### Record excerpts
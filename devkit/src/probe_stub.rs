/*!
Probe simulée pour tester les sweeps sans lancer `ping`

Les IPs déclarées joignables répondent "up", les autres "down". Enregistre
les appels et le pic de checks simultanés pour vérifier le limiteur.
*/

use async_trait::async_trait;
use printwatch_core::probe::{Probe, DEADLINE_GRACE};
use std::collections::HashSet;
use std::sync::atomic::{AtomicUsize, Ordering};
use std::sync::{Arc, Mutex};
use std::time::Duration;

#[derive(Default)]
struct StubState {
    reachable: Mutex<HashSet<String>>,
    hanging: Mutex<HashSet<String>>,
    delay: Mutex<Duration>,
    calls: Mutex<Vec<String>>,
    in_flight: AtomicUsize,
    max_in_flight: AtomicUsize,
}

/// Probe qui simule un parc d'imprimantes
#[derive(Clone, Default)]
pub struct StubProbe {
    state: Arc<StubState>,
}

impl StubProbe {
    pub fn new() -> Self {
        Self::default()
    }

    /// IPs qui répondent au ping
    pub fn with_reachable<I, S>(self, ips: I) -> Self
    where
        I: IntoIterator<Item = S>,
        S: Into<String>,
    {
        self.state.reachable.lock().unwrap().extend(ips.into_iter().map(Into::into));
        self
    }

    /// IPs dont le ping ne revient qu'au deadline (tué puis compté "down")
    pub fn with_hanging<I, S>(self, ips: I) -> Self
    where
        I: IntoIterator<Item = S>,
        S: Into<String>,
    {
        self.state.hanging.lock().unwrap().extend(ips.into_iter().map(Into::into));
        self
    }

    /// Latence simulée de chaque check
    pub fn with_delay(self, delay: Duration) -> Self {
        *self.state.delay.lock().unwrap() = delay;
        self
    }

    pub fn set_reachable(&self, ip: &str, up: bool) {
        let mut reachable = self.state.reachable.lock().unwrap();
        if up {
            reachable.insert(ip.to_string());
        } else {
            reachable.remove(ip);
        }
    }

    /// IPs checkées, dans l'ordre de démarrage
    pub fn calls(&self) -> Vec<String> {
        self.state.calls.lock().unwrap().clone()
    }

    /// Pic de checks en vol simultanément
    pub fn max_in_flight(&self) -> usize {
        self.state.max_in_flight.load(Ordering::SeqCst)
    }
}

#[async_trait]
impl Probe for StubProbe {
    async fn check(&self, ip: &str, timeout: Duration) -> bool {
        self.state.calls.lock().unwrap().push(ip.to_string());
        let now = self.state.in_flight.fetch_add(1, Ordering::SeqCst) + 1;
        self.state.max_in_flight.fetch_max(now, Ordering::SeqCst);

        let hangs = self.state.hanging.lock().unwrap().contains(ip);
        let wait = if hangs {
            timeout + DEADLINE_GRACE
        } else {
            *self.state.delay.lock().unwrap()
        };
        if !wait.is_zero() {
            tokio::time::sleep(wait).await;
        }

        let up = !hangs && self.state.reachable.lock().unwrap().contains(ip);
        self.state.in_flight.fetch_sub(1, Ordering::SeqCst);
        up
    }
}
######
Show every line in the records above that contains the word "hangs".

        let hangs = self.state.hanging.lock().unwrap().contains(ip);
        let wait = if hangs {
        let up = !hangs && self.state.reachable.lock().unwrap().contains(ip);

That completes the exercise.